The landlord’s friend turns out to be a nurse. Franny talks to her through the door each morning when dropping off a box of food, hears snippets of what it’s been like to work in the hospital as the pandemic numbers climbed. Horror stories, full of sadness, and surprising, hope-inducing recoveries.
“I was on the list to get the vaccine the day after my positive test,” Rosa, the nurse, says one morning. There is a rueful kind of humor in her voice. “One day.”
“Wow,” Franny offers, unsure how to respond. “That, um, sucks.”
“Oh no,” Rosa answers. “That dose still went into the arm of a nurse, or maybe one of our janitors. It helped someone. That’s all that matters. I’ll survive this. I’m so glad to have a place to be that doesn’t put more stress on them, you know? They can focus on the people who really need them.”

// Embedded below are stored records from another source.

//! Live counter samplers.

use async_trait::async_trait;
use std::sync::{Mutex, PoisonError};

use super::source::{CounterError, CounterHandle, CounterSource, CounterUnavailableError};
use super::spec::CounterSpec;
use crate::swap::Dispose;

/// A counter spec bound to an open counter.
///
/// Opening draws one sample immediately, so an invalid category, instance,
/// or metric fails at construction rather than on the first tick.
pub struct CounterSampler {
    spec: CounterSpec,
    handle: Mutex<Option<Box<dyn CounterHandle>>>,
}

impl std::fmt::Debug for CounterSampler {
    fn fmt(&self, f: &mut std::fmt::Formatter<'_>) -> std::fmt::Result {
        f.debug_struct("CounterSampler")
            .field("spec", &self.spec)
            .field("disposed", &self.is_closed())
            .finish()
    }
}

impl CounterSampler {
    /// Opens the counter described by `spec` and validates it with one sample.
    ///
    /// # Errors
    ///
    /// Returns `CounterUnavailableError` if the counter cannot be opened or
    /// its first sample fails.
    pub fn open(
        spec: CounterSpec,
        source: &dyn CounterSource,
    ) -> Result<Self, CounterUnavailableError> {
        let mut handle = source.open(spec.category(), spec.instance(), spec.metric())?;

        if let Err(e) = handle.sample() {
            handle.close();
            return Err(CounterUnavailableError::new(
                spec.category(),
                spec.instance(),
                spec.metric(),
                e.to_string(),
            ));
        }

        Ok(Self {
            spec,
            handle: Mutex::new(Some(handle)),
        })
    }

    /// The spec this sampler was opened from.
    #[must_use]
    pub fn spec(&self) -> &CounterSpec {
        &self.spec
    }

    /// Name the samples are reported under.
    #[must_use]
    pub fn friendly_name(&self) -> &str {
        self.spec.friendly_name()
    }

    /// Draws the next value.
    ///
    /// # Errors
    ///
    /// Returns an error if the sampler was disposed or the read fails.
    pub fn next_value(&self) -> Result<f64, CounterError> {
        let mut handle = self.handle.lock().map_err(|_| CounterError::LockError)?;
        match handle.as_mut() {
            Some(handle) => handle.sample(),
            None => Err(CounterError::Disposed),
        }
    }

    /// Releases the counter. Only the first call has any effect.
    pub fn close(&self) {
        let handle = self
            .handle
            .lock()
            .unwrap_or_else(PoisonError::into_inner)
            .take();

        if let Some(mut handle) = handle {
            handle.close();
            tracing::debug!(counter = %self.spec, "Counter closed");
        }
    }

    /// Returns true once the counter has been released.
    #[must_use]
    pub fn is_closed(&self) -> bool {
        self.handle
            .lock()
            .unwrap_or_else(PoisonError::into_inner)
            .is_none()
    }
}

#[async_trait]
impl Dispose for CounterSampler {
    async fn dispose(&self) {
        self.close();
    }

    fn is_disposed(&self) -> bool {
        self.is_closed()
    }
}

impl Drop for CounterSampler {
    fn drop(&mut self) {
        self.close();
    }
}

/// The ordered samplers derived from one configuration snapshot.
#[derive(Debug, Default)]
pub struct CounterSet {
    samplers: Vec<CounterSampler>,
}

impl CounterSet {
    /// Opens every spec in order.
    ///
    /// The batch is all-or-nothing: if any counter is unavailable, the
    /// samplers opened so far are closed and the error is returned.
    ///
    /// # Errors
    ///
    /// Returns the first `CounterUnavailableError` encountered.
    pub fn open_all(
        specs: &[CounterSpec],
        source: &dyn CounterSource,
    ) -> Result<Self, CounterUnavailableError> {
        let mut samplers = Vec::with_capacity(specs.len());
        for spec in specs {
            match CounterSampler::open(spec.clone(), source) {
                Ok(sampler) => samplers.push(sampler),
                Err(e) => {
                    for sampler in &samplers {
                        sampler.close();
                    }
                    return Err(e);
                }
            }
        }
        Ok(Self { samplers })
    }

    /// Samplers in configuration order.
    pub fn iter(&self) -> std::slice::Iter<'_, CounterSampler> {
        self.samplers.iter()
    }

    /// Number of samplers.
    #[must_use]
    pub fn len(&self) -> usize {
        self.samplers.len()
    }

    /// Returns true when no counters are configured.
    #[must_use]
    pub fn is_empty(&self) -> bool {
        self.samplers.is_empty()
    }

    /// Closes every sampler.
    pub fn close(&self) {
        for sampler in &self.samplers {
            sampler.close();
        }
    }
}

impl<'a> IntoIterator for &'a CounterSet {
    type Item = &'a CounterSampler;
    type IntoIter = std::slice::Iter<'a, CounterSampler>;

    fn into_iter(self) -> Self::IntoIter {
        self.iter()
    }
}

#[cfg(test)]
mod tests {
    use super::*;
    use crate::counters::MemoryCounterSource;

    fn source() -> MemoryCounterSource {
        MemoryCounterSource::new()
            .with_counter("Processor", "_Total", "% Processor Time", 42.0)
            .with_counter("Memory", "", "Available MBytes", 1024.0)
    }

    #[test]
    fn test_open_draws_one_sample() {
        let source = source();
        let spec = CounterSpec::parse(r"Processor(_Total)\% Processor Time|CPU").unwrap();

        let sampler = CounterSampler::open(spec, &source).unwrap();

        assert_eq!(sampler.friendly_name(), "CPU");
        assert_eq!(sampler.next_value().unwrap(), 42.0);
        assert_eq!(sampler.next_value().unwrap(), 42.0);
    }

    #[test]
    fn test_open_unknown_counter_fails_fast() {
        let source = source();
        let spec = CounterSpec::parse(r"Processor(_Total)\% Idle Time|Idle").unwrap();

        let err = CounterSampler::open(spec, &source).unwrap_err();

        assert_eq!(err.metric, "% Idle Time");
        assert_eq!(source.open_count(), 0);
    }

    #[test]
    fn test_failed_first_sample_closes_handle() {
        struct Broken;
        impl CounterHandle for Broken {
            fn sample(&mut self) -> Result<f64, CounterError> {
                Err(CounterError::SampleFailed("no data".to_string()))
            }
        }
        struct BrokenSource;
        impl CounterSource for BrokenSource {
            fn open(
                &self,
                _: &str,
                _: &str,
                _: &str,
            ) -> Result<Box<dyn CounterHandle>, CounterUnavailableError> {
                Ok(Box::new(Broken))
            }
        }

        let spec = CounterSpec::parse(r"Memory\Available MBytes").unwrap();
        let err = CounterSampler::open(spec, &BrokenSource).unwrap_err();

        assert!(err.reason.contains("no data"));
    }

    #[test]
    fn test_close_is_idempotent() {
        let source = source();
        let spec = CounterSpec::parse(r"Memory\Available MBytes").unwrap();
        let sampler = CounterSampler::open(spec, &source).unwrap();

        sampler.close();
        sampler.close();
        drop(sampler);

        assert_eq!(source.open_count(), 1);
        assert_eq!(source.close_count(), 1);
    }

    #[test]
    fn test_next_value_after_close() {
        let source = source();
        let spec = CounterSpec::parse(r"Memory\Available MBytes").unwrap();
        let sampler = CounterSampler::open(spec, &source).unwrap();

        sampler.close();

        assert_eq!(sampler.next_value(), Err(CounterError::Disposed));
        assert!(sampler.is_closed());
    }

    #[tokio::test]
    async fn test_dispose_trait_closes_once() {
        let source = source();
        let spec = CounterSpec::parse(r"Memory\Available MBytes").unwrap();
        let sampler = CounterSampler::open(spec, &source).unwrap();

        sampler.dispose().await;
        sampler.dispose().await;

        assert!(sampler.is_disposed());
        assert_eq!(source.close_count(), 1);
    }

    #[test]
    fn test_open_all_keeps_order() {
        let source = source();
        let specs = vec![
            CounterSpec::parse(r"Memory\Available MBytes|Mem").unwrap(),
            CounterSpec::parse(r"Processor(_Total)\% Processor Time|CPU").unwrap(),
        ];

        let set = CounterSet::open_all(&specs, &source).unwrap();
        let names: Vec<_> = set.iter().map(CounterSampler::friendly_name).collect();

        assert_eq!(names, vec!["Mem", "CPU"]);
    }

    #[test]
    fn test_open_all_rejects_whole_batch() {
        let source = source();
        let specs = vec![
            CounterSpec::parse(r"Memory\Available MBytes|Mem").unwrap(),
            CounterSpec::parse(r"Processor(_Total)\% Processor Time|CPU").unwrap(),
            CounterSpec::parse(r"Disk\Missing|Disk").unwrap(),
        ];

        let err = CounterSet::open_all(&specs, &source).unwrap_err();

        assert_eq!(err.category, "Disk");
        assert_eq!(source.open_count(), 2);
        assert_eq!(source.live_handles(), 0);
    }

    #[test]
    fn test_empty_set() {
        let set = CounterSet::open_all(&[], &source()).unwrap();
        assert!(set.is_empty());
        assert_eq!(set.len(), 0);
    }
}
//! Telemetry sinks.
//!
//! This module defines the `TelemetrySink` interface the agent reports
//! through, the disposable `SinkHandle` the agent actually holds, and two
//! implementations: `TracingSink`, which renders records as structured log
//! events, and `MemorySink`, which records them for inspection.

pub mod handle;
pub mod memory;
pub mod tracing_sink;

pub use handle::SinkHandle;
pub use memory::{MemorySink, MemorySinkFactory};
pub use tracing_sink::{TracingSink, TracingSinkFactory};

use async_trait::async_trait;
use chrono::{DateTime, Utc};
use std::sync::Arc;
use thiserror::Error;

use crate::models::{ExceptionDetails, HealthState, Tags, TelemetryRecord, TraceSeverity};

/// Errors that can occur when reporting telemetry.
#[derive(Debug, Clone, PartialEq, Eq, Error)]
pub enum SinkError {
    /// The handle was disposed; the report was abandoned.
    #[error("Sink handle has been disposed")]
    Disposed,

    /// The sink could not be created from the supplied credential.
    #[error("Invalid sink credential: {0}")]
    InvalidCredential(String),

    /// The sink failed to accept the record.
    #[error("Sink transport error: {0}")]
    Transport(String),
}

/// Receiver of telemetry records.
///
/// Every report is asynchronous. Callers never retry; transport failures are
/// the sink's own concern.
#[async_trait]
pub trait TelemetrySink: Send + Sync {
    /// Whether the sink currently accepts telemetry. When false, callers skip reporting.
    fn is_enabled(&self) -> bool {
        true
    }

    /// Reports a trace message.
    async fn report_trace(
        &self,
        message: String,
        severity: TraceSeverity,
        tags: Tags,
    ) -> Result<(), SinkError>;

    /// Reports a metric value.
    async fn report_metric(&self, name: String, value: f64, tags: Tags) -> Result<(), SinkError>;

    /// Reports an error observed by the agent.
    async fn report_exception(&self, error: ExceptionDetails, tags: Tags)
        -> Result<(), SinkError>;

    /// Reports an availability test result.
    async fn report_availability(
        &self,
        app_name: String,
        test_name: String,
        captured_at: DateTime<Utc>,
        success: bool,
        message: Option<String>,
    ) -> Result<(), SinkError>;

    /// Reports a service health observation.
    async fn report_health(
        &self,
        app_name: String,
        service_name: String,
        instance: String,
        source: String,
        property: String,
        state: HealthState,
    ) -> Result<(), SinkError>;

    /// Flushes anything buffered. Called once when the owning handle is disposed.
    async fn flush(&self) -> Result<(), SinkError> {
        Ok(())
    }

    /// Reports any record by dispatching to the matching operation.
    async fn report(&self, record: TelemetryRecord) -> Result<(), SinkError> {
        match record {
            TelemetryRecord::Trace {
                message,
                severity,
                tags,
            } => self.report_trace(message, severity, tags).await,
            TelemetryRecord::Metric { name, value, tags } => {
                self.report_metric(name, value, tags).await
            }
            TelemetryRecord::Exception { error, tags } => self.report_exception(error, tags).await,
            TelemetryRecord::Availability {
                app_name,
                test_name,
                captured_at,
                success,
                message,
            } => {
                self.report_availability(app_name, test_name, captured_at, success, message)
                    .await
            }
            TelemetryRecord::Health {
                app_name,
                service_name,
                instance,
                source,
                property,
                state,
            } => {
                self.report_health(app_name, service_name, instance, source, property, state)
                    .await
            }
        }
    }
}

/// Builds sinks from a credential.
pub trait SinkFactory: Send + Sync {
    /// Creates a sink for `credential`.
    ///
    /// # Errors
    ///
    /// Returns `SinkError::InvalidCredential` if the credential is unusable.
    fn create(&self, credential: &str) -> Result<Arc<dyn TelemetrySink>, SinkError>;
}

The next morning, Franny taps on the door to let Rosa know the food is there. She doesn’t hear the usual answer, not even a weak “thank you.” She knocks, louder.
“Rosa? Are you okay?” she calls, knocks again. Met by more silence, she pulls out her phone, dials 911.
The EMTs are efficient and kind. Rosa recovers, eventually, after a week on a ventilator.
“You saved my life, Franny,” Rosa says when Franny calls her in the hospital.
“No,” Franny answers. “The EMTs and the nurses and the doctors did that. The folks like you.”